La nouvelle série est une combinaison de ce qu’Iverson appelle des « peintures de magazine » et de ses propres peintures à l’huile sur toile, toutes fortement influencées par l’Hudson River School, alias le luminisme, et par le travail d’Albert Bierstadt, Thomas Moran et Frederic Edwin Church en particulier. À bien des égards, ces hommes, morts depuis le début des années 1900, ont enseigné à Iverson tout ce dont elle avait besoin pour son œuvre actuelle.

“Pour les premiers de la série, j’ai copié des peintures de Bierstadt, j’ai gratté mes lignes de perspective et j’ai mis les conteneurs dedans”, explique Iverson. “Après en avoir réalisé quelques-uns et appris le vocabulaire de cette école de peinture luministe, j’ai commencé à créer mes propres grands paysages dans ce style.” Comme ses prédécesseurs, les paysages d’Iverson sont marqués par des effets de lumière brumeuse, des perspectives aériennes et la tranquillité du monde naturel. De Puget Sound au Grand Canyon, Iverson se rend dans chaque endroit où elle peint, utilisant pour se guider des images de magazine prises depuis des points de vue exceptionnels. Tel un pionnier des temps modernes, Iverson arrive dans le parc national ou dans la zone protégée et installe son camp. Elle prend des photos, dessine, respire l’air, expérimente la lumière, absorbe tout. Puis elle ramène tout cela à la maison et commence à peindre.

“Une partie de ce qui est si satisfaisant dans mon processus est cette expérience, et cette expérience rend une peinture plus réussie. J’ai essayé de les faire en volant les photos d’autres personnes, mais cela ne se passe jamais comme si j’allais réellement là-bas et faisais l’expérience de l’endroit. Je pense que c’est ce qui m’a attiré vers des peintres comme Bierstadt, Moran et Church – les luministes – parce qu’ils voyageaient dans ces endroits aussi. Ces peintres, leur travail était d’aller à la frontière, de l’enregistrer et de le ramener au pays. masses – quelle a été l’expérience de cette nature grandiose, effrayante et belle. Comment l’appellent-ils Le sublime ? Donc, faire cela moi-même est vraiment, vraiment satisfaisant, je trouve vraiment un lien avec leur travail et l’expérience du monde naturel.

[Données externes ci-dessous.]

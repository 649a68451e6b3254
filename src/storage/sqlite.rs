//! SQLite storage implementation
//!
//! This module provides a SQLite-based implementation of the `RunQueue` and
//! `CourseStore` traits.

use crate::state::RunStatus;
use crate::storage::schema::initialize_schema;
use crate::storage::traits::{CourseStore, RunQueue, StorageError, StorageResult};
use crate::storage::{CourseRecord, RunRecord};
use crate::RunnerError;
use chrono::{SecondsFormat, Utc};
use rusqlite::{params, Connection, OptionalExtension, Row};
use std::path::Path;
use std::time::Duration;

const RUN_COLUMNS: &str = "id, course_id, status, outputs_dir, metrics, error, cancel_requested,
     created_at, started_at, finished_at";

/// SQLite storage backend
pub struct SqliteStorage {
    conn: Connection,
}

impl SqliteStorage {
    /// Creates a new SqliteStorage instance
    ///
    /// # Arguments
    ///
    /// * `path` - Path to the SQLite database file
    ///
    /// # Returns
    ///
    /// * `Ok(SqliteStorage)` - Successfully opened/created database
    /// * `Err(RunnerError)` - Failed to open database
    pub fn new(path: &Path) -> Result<Self, RunnerError> {
        let conn = Connection::open(path)?;

        // Several supervisors may share one database file
        conn.busy_timeout(Duration::from_secs(5))?;
        conn.execute_batch(
            "
            PRAGMA journal_mode = WAL;
            PRAGMA synchronous = NORMAL;
            PRAGMA temp_store = MEMORY;
        ",
        )?;

        initialize_schema(&conn)?;

        Ok(Self { conn })
    }

    /// Creates an in-memory database (for testing)
    #[cfg(test)]
    pub fn new_in_memory() -> Result<Self, RunnerError> {
        let conn = Connection::open_in_memory()?;
        initialize_schema(&conn)?;
        Ok(Self { conn })
    }

    /// Applies a guarded status change
    ///
    /// `assignments` is the SET clause (without `status`), using `?1` for the
    /// run id and `?2`.. for `extra` parameters.
    fn transition(
        &mut self,
        run_id: &str,
        to: RunStatus,
        assignments: &str,
        extra: &[&dyn rusqlite::ToSql],
    ) -> StorageResult<()> {
        let sql = format!(
            "UPDATE runs SET status = '{}', {} WHERE id = ?1 AND status IN ({})",
            to.to_db_string(),
            assignments,
            status_list(&to.predecessors())
        );

        let mut bound: Vec<&dyn rusqlite::ToSql> = Vec::with_capacity(extra.len() + 1);
        bound.push(&run_id);
        bound.extend_from_slice(extra);

        let changed = self.conn.execute(&sql, bound.as_slice())?;
        if changed == 1 {
            return Ok(());
        }

        let current = self.get_run(run_id)?;
        Err(StorageError::InvalidTransition {
            from: current.status,
            to,
        })
    }
}

impl RunQueue for SqliteStorage {
    fn enqueue_run(&mut self, course_id: &str) -> StorageResult<String> {
        let id = uuid::Uuid::new_v4().to_string();
        self.conn.execute(
            "INSERT INTO runs (id, course_id, status, created_at) VALUES (?1, ?2, ?3, ?4)",
            params![id, course_id, RunStatus::Queued.to_db_string(), now()],
        )?;
        Ok(id)
    }

    fn claim_next_run(&mut self) -> StorageResult<Option<RunRecord>> {
        // One statement: concurrent claimers serialize on the write lock and
        // the status guard keeps a row from being claimed twice.
        let sql = format!(
            "UPDATE runs SET status = ?1, started_at = ?2
             WHERE id = (SELECT id FROM runs WHERE status = ?3 ORDER BY created_at, rowid LIMIT 1)
               AND status = ?3
             RETURNING {}",
            RUN_COLUMNS
        );

        let run = self
            .conn
            .query_row(
                &sql,
                params![
                    RunStatus::Running.to_db_string(),
                    now(),
                    RunStatus::Queued.to_db_string()
                ],
                run_from_row,
            )
            .optional()?;

        Ok(run)
    }

    fn set_outputs_dir(&mut self, run_id: &str, outputs_dir: &str) -> StorageResult<()> {
        let changed = self.conn.execute(
            "UPDATE runs SET outputs_dir = ?1 WHERE id = ?2",
            params![outputs_dir, run_id],
        )?;
        if changed == 0 {
            return Err(StorageError::RunNotFound(run_id.to_string()));
        }
        Ok(())
    }

    fn mark_succeeded(
        &mut self,
        run_id: &str,
        outputs_dir: &str,
        metrics: Option<&serde_json::Value>,
    ) -> StorageResult<()> {
        let metrics_json = metrics
            .map(serde_json::to_string)
            .transpose()
            .map_err(|e| StorageError::Serialization(e.to_string()))?;
        let finished_at = now();

        self.transition(
            run_id,
            RunStatus::Succeeded,
            "outputs_dir = ?2, metrics = ?3, error = NULL, finished_at = ?4",
            &[&outputs_dir, &metrics_json, &finished_at],
        )
    }

    fn mark_failed(&mut self, run_id: &str, error: &str) -> StorageResult<()> {
        let finished_at = now();
        self.transition(
            run_id,
            RunStatus::Failed,
            "error = ?2, finished_at = ?3",
            &[&error, &finished_at],
        )
    }

    fn mark_cancelled(&mut self, run_id: &str) -> StorageResult<()> {
        let finished_at = now();
        self.transition(
            run_id,
            RunStatus::Cancelled,
            "error = 'Cancelled by request', finished_at = ?2",
            &[&finished_at],
        )
    }

    fn request_cancel(&mut self, run_id: &str) -> StorageResult<RunStatus> {
        let finished_at = now();
        let cancelled = self.conn.execute(
            "UPDATE runs SET status = ?1, error = 'Cancelled by request', finished_at = ?2
             WHERE id = ?3 AND status = ?4",
            params![
                RunStatus::Cancelled.to_db_string(),
                finished_at,
                run_id,
                RunStatus::Queued.to_db_string()
            ],
        )?;
        if cancelled == 1 {
            return Ok(RunStatus::Cancelled);
        }

        let flagged = self.conn.execute(
            "UPDATE runs SET cancel_requested = 1 WHERE id = ?1 AND status = ?2",
            params![run_id, RunStatus::Running.to_db_string()],
        )?;
        if flagged == 1 {
            return Ok(RunStatus::Running);
        }

        let current = self.get_run(run_id)?;
        Err(StorageError::InvalidTransition {
            from: current.status,
            to: RunStatus::Cancelled,
        })
    }

    fn is_cancel_requested(&self, run_id: &str) -> StorageResult<bool> {
        let flag: Option<bool> = self
            .conn
            .query_row(
                "SELECT cancel_requested OR status = ?2 FROM runs WHERE id = ?1",
                params![run_id, RunStatus::Cancelled.to_db_string()],
                |row| row.get(0),
            )
            .optional()?;
        flag.ok_or_else(|| StorageError::RunNotFound(run_id.to_string()))
    }

    fn get_run(&self, run_id: &str) -> StorageResult<RunRecord> {
        let sql = format!("SELECT {} FROM runs WHERE id = ?1", RUN_COLUMNS);
        self.conn
            .query_row(&sql, params![run_id], run_from_row)
            .optional()?
            .ok_or_else(|| StorageError::RunNotFound(run_id.to_string()))
    }

    fn list_runs(&self, limit: usize) -> StorageResult<Vec<RunRecord>> {
        let sql = format!(
            "SELECT {} FROM runs ORDER BY created_at DESC, rowid DESC LIMIT ?1",
            RUN_COLUMNS
        );
        let mut stmt = self.conn.prepare(&sql)?;
        let runs = stmt
            .query_map(params![limit as i64], run_from_row)?
            .collect::<Result<Vec<_>, _>>()?;
        Ok(runs)
    }

    fn count_runs_by_status(&self, status: RunStatus) -> StorageResult<u64> {
        let count: i64 = self.conn.query_row(
            "SELECT COUNT(*) FROM runs WHERE status = ?1",
            params![status.to_db_string()],
            |row| row.get(0),
        )?;
        Ok(count as u64)
    }
}

impl CourseStore for SqliteStorage {
    fn upsert_course(&mut self, course: &CourseRecord) -> StorageResult<()> {
        let target_urls = serde_json::to_string(&course.target_urls)
            .map_err(|e| StorageError::Serialization(e.to_string()))?;
        self.conn.execute(
            "INSERT INTO courses (id, base_url, username, password, target_urls, asset_manifest, created_at)
             VALUES (?1, ?2, ?3, ?4, ?5, ?6, ?7)
             ON CONFLICT(id) DO UPDATE SET base_url = excluded.base_url,
                username = excluded.username, password = excluded.password,
                target_urls = excluded.target_urls, asset_manifest = excluded.asset_manifest",
            params![
                course.id,
                course.base_url,
                course.username,
                course.password,
                target_urls,
                course.asset_manifest,
                now()
            ],
        )?;
        Ok(())
    }

    fn get_course(&self, course_id: &str) -> StorageResult<Option<CourseRecord>> {
        let row = self
            .conn
            .query_row(
                "SELECT id, base_url, username, password, target_urls, asset_manifest
                 FROM courses WHERE id = ?1",
                params![course_id],
                |row| {
                    Ok((
                        row.get::<_, String>(0)?,
                        row.get::<_, String>(1)?,
                        row.get::<_, String>(2)?,
                        row.get::<_, String>(3)?,
                        row.get::<_, String>(4)?,
                        row.get::<_, Option<String>>(5)?,
                    ))
                },
            )
            .optional()?;

        match row {
            Some((id, base_url, username, password, targets, asset_manifest)) => {
                let target_urls: Vec<String> = serde_json::from_str(&targets)
                    .map_err(|e| StorageError::Serialization(e.to_string()))?;
                Ok(Some(CourseRecord {
                    id,
                    base_url,
                    username,
                    password,
                    target_urls,
                    asset_manifest,
                }))
            }
            None => Ok(None),
        }
    }
}

fn run_from_row(row: &Row<'_>) -> Result<RunRecord, rusqlite::Error> {
    let metrics: Option<String> = row.get(4)?;
    Ok(RunRecord {
        id: row.get(0)?,
        course_id: row.get(1)?,
        status: RunStatus::from_db_string(&row.get::<_, String>(2)?)
            .unwrap_or(RunStatus::Failed),
        outputs_dir: row.get(3)?,
        metrics: metrics.and_then(|m| serde_json::from_str(&m).ok()),
        error: row.get(5)?,
        cancel_requested: row.get(6)?,
        created_at: row.get(7)?,
        started_at: row.get(8)?,
        finished_at: row.get(9)?,
    })
}

fn status_list(states: &[RunStatus]) -> String {
    states
        .iter()
        .map(|s| format!("'{}'", s.to_db_string()))
        .collect::<Vec<_>>()
        .join(", ")
}

fn now() -> String {
    Utc::now().to_rfc3339_opts(SecondsFormat::Millis, true)
}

Aussi fidèle qu’elle soit au style et à l’esprit explorateur des luministes ; Les peintures d’Iverson diffèrent de plusieurs manières dramatiques, la première étant le réseau omniprésent de conteneurs maritimes qui constitue le symbole principal de son œuvre.

« À mon avis, les conteneurs représentent les populations, les économies, l’état du monde et notre culture de consommation », explique Iverson. “Chaque conteneur devient un marqueur de la croissance du consumérisme. Quand vous les voyez en masse, stockés dans un port ou sur un navire, vous le voyez visuellement, l’impact de cela est plus grand que si vous voyez simplement les chiffres sur papier… En tant qu’enseignant, je montre à mes étudiants ce que je fais, mon art, et je parle du conteneur. Mes étudiants, ce sont des étudiants de première année, disent : ” Qu’est-ce que tu veux dire, qu’est-ce qu’un conteneur ? Et je dis : « Eh bien, vous connaissez les trains et les semi-remorques, n’est-ce pas ? Ils disent : « Ouais ». « Eh bien, qu’est-ce qu’il y a là-dedans, à votre avis ? D’où pensez-vous que vos Nike viennent ?

Et ils disent simplement : « Wow ! Tu as raison!’ La population en général n’a pas compris que ces conteneurs sont remplis de choses. Nous ne pensons pas à notre impact.

C’est comme au lycée ! C’est comme qui est le pays populaire ? Avant, c’était les États-Unisnous étions des joueurs de football et tout le monde voulait être comme nous, et maintenant c’est la Chine et Singapour.